Lord Justice Clarke and

Lord Justice Rix

Case No: A3/2003/0298

IN THE SUPREME COURT OF JUDICATURE

COURT OF APPEAL (CIVIL DIVISION)

ON APPEAL FROM QUEEN'S BENCH DIVISION

COMMERCIAL COURT

Mr Justice Moore-Bick

Royal Courts of Justice

Strand,

London, WC2A 2LL

Mr Roger Ter Haar QC & Mr Steven Snowden (instructed by Messrs Barlow Lyde & Gilbert) for the Appellant

Mr Robert Moxon-Browne QC & Mr Alexander Hill-Smith (instructed by Messrs Greenwoods) for the Respondent

Lord Justice Rix
1

The facts of this appeal might have been set by a committee of law professors with the express design of giving rise to points of interest and difficulty. Some at least of the points are of general importance and perhaps all the more so in that they concern a consumer contract of familiarity to all car owners and drivers, namely a motor insurance policy.

2

There is an added complication in that these proceedings do not arise between insurer and insured, but between two insurance companies. The claimant and in this court the appellant Drake Insurance plc ("Drake") seeks to recover a contribution in equity from Provident Insurance plc ("Provident", the defendant and in this court the respondent) on the basis that both companies were insurers of the same loss. A third party, Mr Beach, was injured by a car driven by Mrs Kamaljit Kaur. Mrs Kaur was driving her husband's car. She was insured under her policy with Drake in respect of any car driven by her with its owner's consent.
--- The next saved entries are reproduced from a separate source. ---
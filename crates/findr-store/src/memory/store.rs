//! In-memory document store with live queries
//!
//! Collections live in a `DashMap`; a write and the listener deliveries it
//! triggers happen under the same collection guard, so every listener sees
//! writes to a collection in commit order.

use std::collections::BTreeMap;
use std::sync::atomic::{AtomicBool, AtomicU64, Ordering};
use std::sync::{Arc, Weak};

use dashmap::DashMap;
use findr_core::{DocumentId, DocumentIdGenerator, DomainError, RepoResult, Subscription};
use futures::channel::mpsc;
use futures::StreamExt;
use serde_json::Map;
use tracing::{debug, instrument, warn};

use super::clock::ServerClock;
use crate::document::{Document, Query, Writes};

type Delivery = RepoResult<Vec<Document>>;

struct Listener {
    id: u64,
    query: Query,
    tx: mpsc::UnboundedSender<Delivery>,
    /// Result set last delivered; unchanged results are not redelivered
    last: Vec<Document>,
}

#[derive(Default)]
struct Collection {
    docs: BTreeMap<DocumentId, Document>,
    listeners: Vec<Listener>,
}

impl Collection {
    /// Redeliver to every listener whose result set changed, pruning the
    /// ones whose receiver is gone
    fn notify(&mut self) {
        let docs = &self.docs;
        self.listeners.retain_mut(|listener| {
            let result = listener.query.run(docs.values());
            if result == listener.last {
                return !listener.tx.is_closed();
            }
            listener.last.clone_from(&result);
            listener.tx.unbounded_send(Ok(result)).is_ok()
        });
    }
}

struct StoreInner {
    collections: DashMap<String, Collection>,
    ids: DocumentIdGenerator,
    clock: ServerClock,
    next_listener: AtomicU64,
    available: AtomicBool,
    writes: AtomicU64,
}

impl StoreInner {
    fn remove_listener(&self, collection: &str, listener_id: u64) {
        if let Some(mut col) = self.collections.get_mut(collection) {
            col.listeners.retain(|l| l.id != listener_id);
        }
        debug!(collection, listener_id, "Listener released");
    }
}

/// Document store held entirely in memory
///
/// Cloning is cheap; clones share the same data.
#[derive(Clone)]
pub struct MemoryDocumentStore {
    inner: Arc<StoreInner>,
}

impl MemoryDocumentStore {
    /// Create an empty store whose ids carry `worker_id`
    pub fn new(worker_id: u16) -> Self {
        Self {
            inner: Arc::new(StoreInner {
                collections: DashMap::new(),
                ids: DocumentIdGenerator::new(worker_id),
                clock: ServerClock::new(),
                next_listener: AtomicU64::new(1),
                available: AtomicBool::new(true),
                writes: AtomicU64::new(0),
            }),
        }
    }

    /// Add a document with a store-assigned id
    #[instrument(skip(self, writes))]
    pub fn add(&self, collection: &str, writes: &Writes) -> RepoResult<DocumentId> {
        self.begin_write()?;

        let id = self.inner.ids.generate();
        let commit_time = self.inner.clock.now();
        let mut fields = Map::new();
        writes.apply(&mut fields, commit_time);

        let mut col = self.inner.collections.entry(collection.to_string()).or_default();
        col.docs.insert(
            id,
            Document {
                id,
                fields,
                create_time: commit_time,
                update_time: commit_time,
            },
        );
        col.notify();

        debug!(collection, id = %id, "Document added");
        Ok(id)
    }

    /// Apply writes to an existing document
    #[instrument(skip(self, writes))]
    pub fn update(&self, collection: &str, id: DocumentId, writes: &Writes) -> RepoResult<()> {
        self.begin_write()?;

        let mut col = self
            .inner
            .collections
            .get_mut(collection)
            .ok_or_else(|| DomainError::document_not_found(collection, id))?;
        let commit_time = self.inner.clock.now();
        let doc = col
            .docs
            .get_mut(&id)
            .ok_or_else(|| DomainError::document_not_found(collection, id))?;
        writes.apply(&mut doc.fields, commit_time);
        doc.update_time = commit_time;
        col.notify();

        debug!(collection, id = %id, "Document updated");
        Ok(())
    }

    /// Delete a document; deleting a missing document succeeds
    #[instrument(skip(self))]
    pub fn delete(&self, collection: &str, id: DocumentId) -> RepoResult<()> {
        self.begin_write()?;

        if let Some(mut col) = self.inner.collections.get_mut(collection) {
            if col.docs.remove(&id).is_some() {
                col.notify();
                debug!(collection, id = %id, "Document deleted");
            }
        }
        Ok(())
    }

    pub fn get(&self, collection: &str, id: DocumentId) -> RepoResult<Option<Document>> {
        self.ensure_available()?;
        Ok(self
            .inner
            .collections
            .get(collection)
            .and_then(|col| col.docs.get(&id).cloned()))
    }

    /// Register a live query
    ///
    /// The current result set is delivered immediately, then again after
    /// every write that changes it. Dropping or unsubscribing the returned
    /// handle detaches the listener.
    pub fn listen(&self, collection: &str, query: Query) -> Subscription<Vec<Document>> {
        let (tx, rx) = mpsc::unbounded();
        let listener_id = self.inner.next_listener.fetch_add(1, Ordering::Relaxed);

        {
            let mut col = self.inner.collections.entry(collection.to_string()).or_default();
            let initial = query.run(col.docs.values());
            // The receiver is still in scope, so this cannot fail
            let _ = tx.unbounded_send(Ok(initial.clone()));
            col.listeners.push(Listener {
                id: listener_id,
                query,
                tx,
                last: initial,
            });
        }
        debug!(collection, listener_id, "Listener registered");

        let weak: Weak<StoreInner> = Arc::downgrade(&self.inner);
        let collection = collection.to_string();
        Subscription::new(rx.boxed(), move || {
            if let Some(inner) = weak.upgrade() {
                inner.remove_listener(&collection, listener_id);
            }
        })
    }

    /// Deliver `error` to every listener on `collection` and detach them,
    /// the way the hosted store terminates a listen stream on failure
    pub fn fail_listeners(&self, collection: &str, error: DomainError) {
        if let Some(mut col) = self.inner.collections.get_mut(collection) {
            let listeners = std::mem::take(&mut col.listeners);
            warn!(collection, count = listeners.len(), error = %error, "Terminating listeners");
            for listener in listeners {
                let _ = listener.tx.unbounded_send(Err(error.clone()));
            }
        }
    }

    /// Toggle connectivity; while unavailable every read and write fails
    pub fn set_available(&self, available: bool) {
        self.inner.available.store(available, Ordering::SeqCst);
    }

    pub fn is_available(&self) -> bool {
        self.inner.available.load(Ordering::SeqCst)
    }

    /// Number of write requests received, successful or not
    pub fn write_count(&self) -> u64 {
        self.inner.writes.load(Ordering::SeqCst)
    }

    pub fn listener_count(&self, collection: &str) -> usize {
        self.inner
            .collections
            .get(collection)
            .map_or(0, |col| col.listeners.len())
    }

    pub fn document_count(&self, collection: &str) -> usize {
        self.inner
            .collections
            .get(collection)
            .map_or(0, |col| col.docs.len())
    }

    fn begin_write(&self) -> RepoResult<()> {
        self.inner.writes.fetch_add(1, Ordering::SeqCst);
        self.ensure_available()
    }

    fn ensure_available(&self) -> RepoResult<()> {
        if self.is_available() {
            Ok(())
        } else {
            Err(DomainError::Unavailable(
                "Failed to reach the document store: the client is offline".to_string(),
            ))
        }
    }
}

impl Default for MemoryDocumentStore {
    fn default() -> Self {
        Self::new(0)
    }
}
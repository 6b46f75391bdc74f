//! Comment document -> Comment entity mapper

use findr_core::{Comment, RepoResult};

use crate::document::Document;
use crate::models::{decode, CommentModel};

/// Convert a stored comment document into a Comment
pub fn comment_from_document(collection: &str, doc: &Document) -> RepoResult<Comment> {
    let model: CommentModel = decode(collection, doc)?;
    Ok(Comment::new(doc.id, model.status_id, model.text, model.created_at))
}
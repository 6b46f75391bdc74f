//! Status document -> StatusPost entity mapper

use findr_core::{DocumentId, RepoResult, Reactions, StatusPost};

use crate::document::Document;
use crate::models::{decode, StatusModel};

impl StatusModel {
    pub fn into_entity(self, id: DocumentId) -> StatusPost {
        StatusPost {
            id,
            text: self.text,
            reactions: Reactions::from(self.reactions),
            comments_count: self.comments_count,
            created_at: self.created_at,
            updated_at: self.updated_at,
        }
    }
}

/// Convert a stored status document into a StatusPost
pub fn status_from_document(collection: &str, doc: &Document) -> RepoResult<StatusPost> {
    decode::<StatusModel>(collection, doc).map(|model| model.into_entity(doc.id))
}
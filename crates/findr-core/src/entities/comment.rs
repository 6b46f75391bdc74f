//! Comment entity - a reply attached to a status post

use chrono::{DateTime, Utc};

use crate::value_objects::DocumentId;

#[derive(Debug, Clone, PartialEq, Eq)]
pub struct Comment {
    pub id: DocumentId,
    /// Owning status post; not checked for existence on write
    pub status_id: DocumentId,
    pub text: String,
    pub created_at: DateTime<Utc>,
}

impl Comment {
    pub fn new(id: DocumentId, status_id: DocumentId, text: String, created_at: DateTime<Utc>) -> Self {
        Self {
            id,
            status_id,
            text,
            created_at,
        }
    }

    #[inline]
    pub fn belongs_to(&self, status_id: DocumentId) -> bool {
        self.status_id == status_id
    }
}
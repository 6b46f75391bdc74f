//! Single-slot live subscription
//!
//! Holds at most one live subscription, keyed by what it watches. Replacing
//! the key always releases the previous subscription before the next one is
//! opened.

use std::future;

use findr_core::{RepoResult, Subscription};
use tracing::debug;

/// Exclusive owner of one keyed subscription
#[derive(Debug)]
pub struct SubscriptionSlot<K, T> {
    key: Option<K>,
    subscription: Option<Subscription<T>>,
}

impl<K, T> SubscriptionSlot<K, T>
where
    K: Copy + PartialEq + std::fmt::Display,
    T: Send + 'static,
{
    pub fn new() -> Self {
        Self {
            key: None,
            subscription: None,
        }
    }

    /// What the slot is currently watching
    pub fn key(&self) -> Option<K> {
        self.key
    }

    pub fn is_watching(&self, key: K) -> bool {
        self.key == Some(key)
    }

    /// Whether a live subscription is held
    pub fn is_live(&self) -> bool {
        self.subscription.is_some()
    }

    /// Release the current subscription, then open one for `key`
    pub fn replace<F>(&mut self, key: K, open: F)
    where
        F: FnOnce(K) -> Subscription<T>,
    {
        self.clear();
        self.subscription = Some(open(key));
        self.key = Some(key);
        debug!(key = %key, "Slot subscription opened");
    }

    /// Release the subscription and forget the key
    pub fn clear(&mut self) -> Option<K> {
        self.release();
        self.key.take()
    }

    /// Release the subscription but keep the key
    pub fn release(&mut self) {
        if let Some(subscription) = self.subscription.take() {
            subscription.unsubscribe();
            if let Some(key) = self.key {
                debug!(key = %key, "Slot subscription released");
            }
        }
    }

    /// Next delivery with the key it belongs to; `None` means the source
    /// closed. Never resolves while the slot holds no subscription.
    pub async fn next(&mut self) -> (K, Option<RepoResult<T>>) {
        match (self.key, self.subscription.as_mut()) {
            (Some(key), Some(subscription)) => (key, subscription.next().await),
            _ => future::pending().await,
        }
    }

    /// What [`next`](Self::next) would resolve to right now; `None` while
    /// nothing is queued or the slot is empty
    pub fn next_ready(&mut self) -> Option<(K, Option<RepoResult<T>>)> {
        let key = self.key?;
        let delivery = self.subscription.as_mut()?.next_ready()?;
        Some((key, delivery))
    }
}

impl<K, T> Default for SubscriptionSlot<K, T>
where
    K: Copy + PartialEq + std::fmt::Display,
    T: Send + 'static,
{
    fn default() -> Self {
        Self::new()
    }
}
Her husband, Dr Prim Singh, was insured under his policy with Provident in respect of the car which Mrs Kaur was driving at the time of the accident and Mrs Kaur was a named driver on his policy. However, Provident has purported to avoid its policy on the ground of Dr Singh's non-disclosure. Drake disputes the validity of that avoidance. It is common ground that in the ordinary way double insurance of the same loss will entitle the insurer who pays the loss to recover in equity a rateable contribution from the other insurer. In this case when Mrs Kaur was sued by Mr Beach, Drake indemnified her by settling his claim. However, Provident disputes its liability to Drake to share in that loss for two reasons. First, it says that it validly avoided Dr Singh's policy, so that there was in fact no double insurance. Secondly, it says that even if its avoidance was invalid, a special clause in Drake's policy limited Drake's liability in a case of double insurance to only half of the loss: so that by paying the loss in full, Drake was a volunteer and cannot recover. At trial Moore-Bick J agreed with both those defences. Drake appeals.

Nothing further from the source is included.